Remate de Males (Nov 2011)
O humor em ruínas em Fim de Partida
Abstract
O presente ensaio busca produzir uma reflexão sobre o humor em torno da peça Fim de Partida, de Samuel Beckett. A hipótese a ser explorada é a de que nela são colocados em questão diversos de seus procedimentos de forma altamente destrutiva, e a significação retroativa que seus destroços passam a ter adquirido nesse processo podem ser extrapolados de modo a produzir um pequeno vislumbre, de dentro da própria peça, sobre seu estatuto de obra de arte.

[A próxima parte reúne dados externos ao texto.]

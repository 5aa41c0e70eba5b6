//! Benchmark tests for the upload queue
//!
//! Run with: cargo bench

use criterion::{black_box, criterion_group, criterion_main, BenchmarkId, Criterion};
use http::HeaderMap;
use upload_queue::model::file_descriptor::FileDescriptor;
use upload_queue::model::file_queue::FileQueue;
use upload_queue::model::upload_response::{classify, TerminalResponse};
use upload_queue::services::page::Page;
use upload_queue::services::transport::{EventSender, Transport, UploadRequest};
use upload_queue::services::upload_controller::UploadController;
use upload_queue::settings::callbacks::Callbacks;
use upload_queue::settings::session_config::{SessionConfig, SessionOptions};

/// Accepts requests; the benchmark completes them through the controller
struct LoopbackTransport;

impl Transport for LoopbackTransport {
    fn wire(&mut self, _events: EventSender) {}

    fn send(&mut self, _request: UploadRequest) {}

    fn abort(&mut self) {}
}

struct NullPage;

impl Page for NullPage {
    fn supports_file_list(&self) -> bool {
        true
    }

    fn set_progress_width(&mut self, _element_id: &str, _percent: f64) {}

    fn reset_form(&mut self, _form_id: &str) {}
}

fn create_queue(count: usize) -> FileQueue {
    (0..count)
        .map(|i| {
            let name = format!("file-{}.txt", i);
            FileDescriptor::from_bytes(name, "text/plain", format!("content {}", i))
        })
        .collect::<Vec<_>>()
        .into()
}

fn ok_response() -> TerminalResponse {
    TerminalResponse {
        status: 200,
        headers: HeaderMap::new(),
        body: r#"{"status":"OK"}"#.to_string(),
    }
}

fn bench_queue_run(c: &mut Criterion) {
    let mut group = c.benchmark_group("queue_run");

    for size in [10, 100, 1000].iter() {
        group.bench_with_input(BenchmarkId::new("all_ok", size), size, |b, &size| {
            let queue = create_queue(size);
            let config = SessionConfig::from(SessionOptions {
                url: "http://localhost/upload".to_string(),
                ..Default::default()
            });
            let mut controller =
                UploadController::new(config, Callbacks::new(), LoopbackTransport, NullPage);

            b.iter(|| {
                controller.select(queue.clone());
                while let Some(request) = controller.outstanding() {
                    controller.on_complete(request, ok_response());
                }
                black_box(controller.state().index())
            });
        });
    }

    group.finish();
}

fn bench_response_classification(c: &mut Criterion) {
    let mut group = c.benchmark_group("classification");

    group.bench_function("ok_body", |b| b.iter(|| black_box(classify(ok_response()))));
    group.bench_function("rejected_body", |b| {
        b.iter(|| {
            black_box(classify(TerminalResponse {
                status: 200,
                headers: HeaderMap::new(),
                body: r#"{"status":"QUOTA_EXCEEDED","detail":"no space left"}"#.to_string(),
            }))
        })
    });

    group.finish();
}

criterion_group!(benches, bench_queue_run, bench_response_classification);
criterion_main!(benches);
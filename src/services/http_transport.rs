use crate::model::file_descriptor::FileContent;
use crate::model::progress_event::ProgressEvent;
use crate::model::upload_response::TerminalResponse;
use crate::services::transport::{EventSender, RequestId, Transport, TransportEvent, UploadRequest};
use bytes::{Bytes, BytesMut};
use futures::stream::{self, BoxStream, Stream, StreamExt};
use http::header::CONTENT_LENGTH;
use std::io;
use std::path::PathBuf;
use std::pin::Pin;
use std::task::{Context, Poll};
use tokio::io::AsyncReadExt;
use tokio::task::AbortHandle;

/// Size of the body chunks, and therefore the progress granularity (64 KB)
const CHUNK_SIZE: usize = 64 * 1024;

type ChunkStream = BoxStream<'static, io::Result<Bytes>>;

struct InFlight {
    request: RequestId,
    handle: AbortHandle,
}

/// Reusable HTTP request object backed by a reqwest client.
///
/// Each request runs in its own tokio task so the caller's loop never blocks
/// on the network; cancellation aborts that task.
pub struct HttpTransport {
    client: reqwest::Client,
    events: Option<EventSender>,
    in_flight: Option<InFlight>,
}

impl HttpTransport {
    pub fn new() -> reqwest::Result<Self> {
        let client = reqwest::Client::builder()
            .user_agent(concat!(env!("CARGO_PKG_NAME"), "/", env!("CARGO_PKG_VERSION")))
            .build()?;
        Ok(Self::with_client(client))
    }

    pub fn with_client(client: reqwest::Client) -> Self {
        HttpTransport {
            client,
            events: None,
            in_flight: None,
        }
    }
}

impl Transport for HttpTransport {
    fn wire(&mut self, events: EventSender) {
        self.events = Some(events);
    }

    fn send(&mut self, request: UploadRequest) {
        let Some(events) = self.events.clone() else {
            tracing::error!("{} dropped: transport is not wired", request.id);
            return;
        };
        if let Some(previous) = self.in_flight.take() {
            if !previous.handle.is_finished() {
                tracing::debug!("{} replaced by {}", previous.request, request.id);
                previous.handle.abort();
            }
        }

        let id = request.id;
        let client = self.client.clone();
        let handle = tokio::spawn(async move {
            let response = perform(client, request, events.clone()).await;
            tracing::debug!("{} finished with status {}", id, response.status);
            let _ = events.send(TransportEvent::Complete { request: id, response });
        });
        self.in_flight = Some(InFlight {
            request: id,
            handle: handle.abort_handle(),
        });
    }

    fn abort(&mut self) {
        let Some(in_flight) = self.in_flight.take() else {
            return;
        };
        if in_flight.handle.is_finished() {
            return;
        }
        in_flight.handle.abort();
        tracing::info!("{} aborted", in_flight.request);
        if let Some(events) = &self.events {
            let _ = events.send(TransportEvent::Complete {
                request: in_flight.request,
                response: TerminalResponse::transport_failure(),
            });
        }
    }
}

async fn perform(
    client: reqwest::Client,
    request: UploadRequest,
    events: EventSender,
) -> TerminalResponse {
    let UploadRequest {
        id,
        url,
        headers,
        declared_size,
        body,
    } = request;

    let (chunks, length) = match open_body(body).await {
        Ok(body) => body,
        Err(e) => {
            tracing::warn!("{}: cannot read file: {}", id, e);
            return TerminalResponse::transport_failure();
        }
    };
    if length != declared_size {
        tracing::debug!("{}: sending {} bytes, {} declared", id, length, declared_size);
    }
    let body = ProgressStream::new(chunks, length, id, events);

    let result = client
        .post(&url)
        .headers(headers)
        .header(CONTENT_LENGTH, length)
        .body(reqwest::Body::wrap_stream(body))
        .send()
        .await;
    let response = match result {
        Ok(response) => response,
        Err(e) => {
            tracing::warn!("{}: request to {} failed: {}", id, url, e);
            return TerminalResponse::transport_failure();
        }
    };

    let status = response.status().as_u16();
    let headers = response.headers().clone();
    match response.text().await {
        Ok(body) => TerminalResponse {
            status,
            headers,
            body,
        },
        Err(e) => {
            tracing::warn!("{}: failed reading response body: {}", id, e);
            TerminalResponse::transport_failure()
        }
    }
}

/// Chunks of the request body and the exact number of bytes they add up to
async fn open_body(content: Option<FileContent>) -> io::Result<(ChunkStream, u64)> {
    match content {
        Some(FileContent::Memory(bytes)) => {
            let length = bytes.len() as u64;
            Ok((memory_chunks(bytes), length))
        }
        Some(FileContent::Path(path)) => file_chunks(path).await,
        None => Ok((stream::empty().boxed(), 0)),
    }
}

fn memory_chunks(bytes: Bytes) -> ChunkStream {
    let mut chunks = Vec::with_capacity(bytes.len() / CHUNK_SIZE + 1);
    let mut rest = bytes;
    while rest.len() > CHUNK_SIZE {
        chunks.push(rest.split_to(CHUNK_SIZE));
    }
    if !rest.is_empty() {
        chunks.push(rest);
    }
    stream::iter(chunks.into_iter().map(Ok)).boxed()
}

/// Stream a file from disk, sized when it is opened rather than when it was selected
async fn file_chunks(path: PathBuf) -> io::Result<(ChunkStream, u64)> {
    let file = tokio::fs::File::open(&path).await?;
    let length = file.metadata().await?.len();
    let chunks = stream::try_unfold(file, |mut file| async move {
        let mut buffer = BytesMut::with_capacity(CHUNK_SIZE);
        let read = file.read_buf(&mut buffer).await?;
        let next = (read > 0).then(|| (buffer.freeze(), file));
        Ok::<_, io::Error>(next)
    });
    Ok((chunks.boxed(), length))
}

struct ProgressTracker {
    loaded: u64,
    total: u64,
    request: RequestId,
    events: EventSender,
}

impl ProgressTracker {
    fn track(&mut self, len: u64) -> io::Result<()> {
        self.loaded += len;
        if self.loaded > self.total {
            return Err(io::Error::new(
                io::ErrorKind::InvalidData,
                format!("body grew past the announced {} bytes", self.total),
            ));
        }
        let progress = ProgressEvent::new(self.loaded, self.total);
        let _ = self.events.send(TransportEvent::Progress {
            request: self.request,
            progress,
        });
        Ok(())
    }

    fn finish(&self) -> io::Result<()> {
        if self.loaded < self.total {
            return Err(io::Error::new(
                io::ErrorKind::UnexpectedEof,
                format!("body ended after {} of {} bytes", self.loaded, self.total),
            ));
        }
        Ok(())
    }
}

/// Request body that reports every chunk handed to the connection.
///
/// Fails the request when the content does not add up to the announced length.
#[pin_project::pin_project]
pub struct ProgressStream<S> {
    #[pin]
    inner: S,
    tracker: ProgressTracker,
    done: bool,
}

impl<S> ProgressStream<S>
where
    S: Stream<Item = io::Result<Bytes>>,
{
    fn new(inner: S, total: u64, request: RequestId, events: EventSender) -> Self {
        ProgressStream {
            inner,
            tracker: ProgressTracker {
                loaded: 0,
                total,
                request,
                events,
            },
            done: false,
        }
    }
}

impl<S> Stream for ProgressStream<S>
where
    S: Stream<Item = io::Result<Bytes>>,
{
    type Item = io::Result<Bytes>;

    fn poll_next(self: Pin<&mut Self>, cx: &mut Context<'_>) -> Poll<Option<Self::Item>> {
        let this = self.project();
        if *this.done {
            return Poll::Ready(None);
        }
        match this.inner.poll_next(cx) {
            Poll::Ready(Some(Ok(chunk))) => match this.tracker.track(chunk.len() as u64) {
                Ok(()) => Poll::Ready(Some(Ok(chunk))),
                Err(e) => {
                    *this.done = true;
                    Poll::Ready(Some(Err(e)))
                }
            },
            Poll::Ready(None) => {
                *this.done = true;
                match this.tracker.finish() {
                    Ok(()) => Poll::Ready(None),
                    Err(e) => Poll::Ready(Some(Err(e))),
                }
            }
            other => other,
        }
    }

    fn size_hint(&self) -> (usize, Option<usize>) {
        self.inner.size_hint()
    }
}

#[cfg(test)]
mod tests {
    use super::*;
    use crate::model::file_descriptor::FileDescriptor;
    use tokio::sync::mpsc;

    const UNREACHABLE: &str = "http://127.0.0.1:1/upload";

    #[tokio::test]
    async fn test_memory_chunks_split_content() {
        let data = Bytes::from(vec![7u8; CHUNK_SIZE * 2 + 10]);
        let chunks: Vec<Bytes> = memory_chunks(data).map(|c| c.unwrap()).collect().await;
        let sizes: Vec<usize> = chunks.iter().map(Bytes::len).collect();
        assert_eq!(sizes, vec![CHUNK_SIZE, CHUNK_SIZE, 10]);
    }

    #[tokio::test]
    async fn test_file_chunks_read_whole_file() {
        let dir = tempfile::tempdir().unwrap();
        let path = dir.path().join("data.bin");
        std::fs::write(&path, vec![1u8; CHUNK_SIZE + 5]).unwrap();

        let (chunks, length) = file_chunks(path).await.unwrap();
        let chunks: Vec<Bytes> = chunks.map(|c| c.unwrap()).collect().await;
        assert_eq!(length, (CHUNK_SIZE + 5) as u64);
        assert_eq!(chunks.iter().map(Bytes::len).sum::<usize>(), CHUNK_SIZE + 5);
    }

    #[tokio::test]
    async fn test_body_length_comes_from_content_not_descriptor() {
        let file = FileDescriptor::legacy("old.txt", 3, "text/plain")
            .with_content(FileContent::Memory(Bytes::from_static(b"hello world")));
        let (_, length) = open_body(file.content).await.unwrap();
        assert_eq!(length, 11);

        let dir = tempfile::tempdir().unwrap();
        let path = dir.path().join("growing.txt");
        std::fs::write(&path, b"hello").unwrap();
        let file = FileDescriptor::from_path(&path).unwrap();
        std::fs::write(&path, b"hello world").unwrap();
        let (_, length) = open_body(file.content).await.unwrap();
        assert_eq!(length, 11);
    }

    #[tokio::test]
    async fn test_progress_stream_reports_each_chunk() {
        let (tx, mut rx) = mpsc::unbounded_channel();
        let inner = memory_chunks(Bytes::from(vec![0u8; CHUNK_SIZE + 1]));
        let stream = ProgressStream::new(inner, (CHUNK_SIZE + 1) as u64, RequestId::new(3), tx);
        let _: Vec<_> = stream.collect().await;

        let mut loaded = Vec::new();
        while let Ok(TransportEvent::Progress { request, progress }) = rx.try_recv() {
            assert_eq!(request, RequestId::new(3));
            assert!(progress.length_computable);
            loaded.push(progress.loaded);
        }
        assert_eq!(loaded, vec![CHUNK_SIZE as u64, CHUNK_SIZE as u64 + 1]);
    }

    #[tokio::test]
    async fn test_progress_stream_fails_when_body_falls_short() {
        let (tx, _rx) = mpsc::unbounded_channel();
        let inner = memory_chunks(Bytes::from_static(b"hello"));
        let items: Vec<io::Result<Bytes>> =
            ProgressStream::new(inner, 20, RequestId::new(1), tx).collect().await;

        assert_eq!(items.len(), 2);
        assert!(items[0].is_ok());
        let err = items[1].as_ref().unwrap_err();
        assert_eq!(err.kind(), io::ErrorKind::UnexpectedEof);
    }

    #[tokio::test]
    async fn test_progress_stream_fails_when_body_overshoots() {
        let (tx, mut rx) = mpsc::unbounded_channel();
        let inner = memory_chunks(Bytes::from_static(b"hello world"));
        let items: Vec<io::Result<Bytes>> =
            ProgressStream::new(inner, 5, RequestId::new(1), tx).collect().await;

        assert_eq!(items.len(), 1);
        let err = items[0].as_ref().unwrap_err();
        assert_eq!(err.kind(), io::ErrorKind::InvalidData);
        assert!(rx.try_recv().is_err());
    }

    #[tokio::test]
    async fn test_unreachable_endpoint_completes_with_status_zero() {
        let (tx, mut rx) = mpsc::unbounded_channel();
        let mut transport = HttpTransport::new().unwrap();
        transport.wire(tx);

        let file = FileDescriptor::from_bytes("a.txt", "text/plain", "hello");
        let request = UploadRequest::for_file(RequestId::new(1), UNREACHABLE, &file, 0, "upload_0");
        transport.send(request);

        loop {
            match rx.recv().await.unwrap() {
                TransportEvent::Complete { request, response } => {
                    assert_eq!(request, RequestId::new(1));
                    assert_eq!(response.status, 0);
                    break;
                }
                TransportEvent::Progress { .. } => continue,
            }
        }
    }

    #[tokio::test]
    async fn test_missing_file_completes_with_status_zero() {
        let (tx, mut rx) = mpsc::unbounded_channel();
        let mut transport = HttpTransport::new().unwrap();
        transport.wire(tx);

        let file = FileDescriptor::legacy("gone.txt", 3, "text/plain")
            .with_content(FileContent::Path(PathBuf::from("/nonexistent/gone.txt")));
        let request = UploadRequest::for_file(RequestId::new(5), UNREACHABLE, &file, 0, "upload_0");
        transport.send(request);

        match rx.recv().await.unwrap() {
            TransportEvent::Complete { request, response } => {
                assert_eq!(request, RequestId::new(5));
                assert_eq!(response.status, 0);
            }
            other => panic!("unexpected event: {:?}", other),
        }
    }

    #[tokio::test]
    async fn test_abort_without_request_is_silent() {
        let (tx, mut rx) = mpsc::unbounded_channel();
        let mut transport = HttpTransport::new().unwrap();
        transport.wire(tx);
        transport.abort();
        assert!(rx.try_recv().is_err());
    }
}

Para tanto, faz-se uso principalmente da teoria freudiana do Witz, investigando a forma como Fim de Partida se relaciona a cada uma das categorias postuladas por Freud: o esvaziamento quase absoluto dos personagens impossibilita a descarga de riso proporcionada pelo Witz propriamente dito, revertendo-se em uma espécie de espasmo; a relação de superioridade estabelecida no cômico se encontra paradoxalmente subvertida na relação da peça com a tradição, que, por meio da paródia, surge em cena com a máxima força; por fim, o distanciamento que caracteriza a concepção freudiana do humor se encontra totalmente desvirtuado, simultaneamente servindo como forma de neutralização das reações dos personagens – e mesmo da platéia – e como proteção última da peça contra a própria realidade, materializando-se como a quarta parede que separa a ação dos espectadores. O resultado desse processo tem como horizonte a redução de todos os elementos de Fim de Partida, como afirma Adorno (1985), a “lixo cultural”, sendo o humor incapaz de fazer frente à desolação de um mundo em ruínas.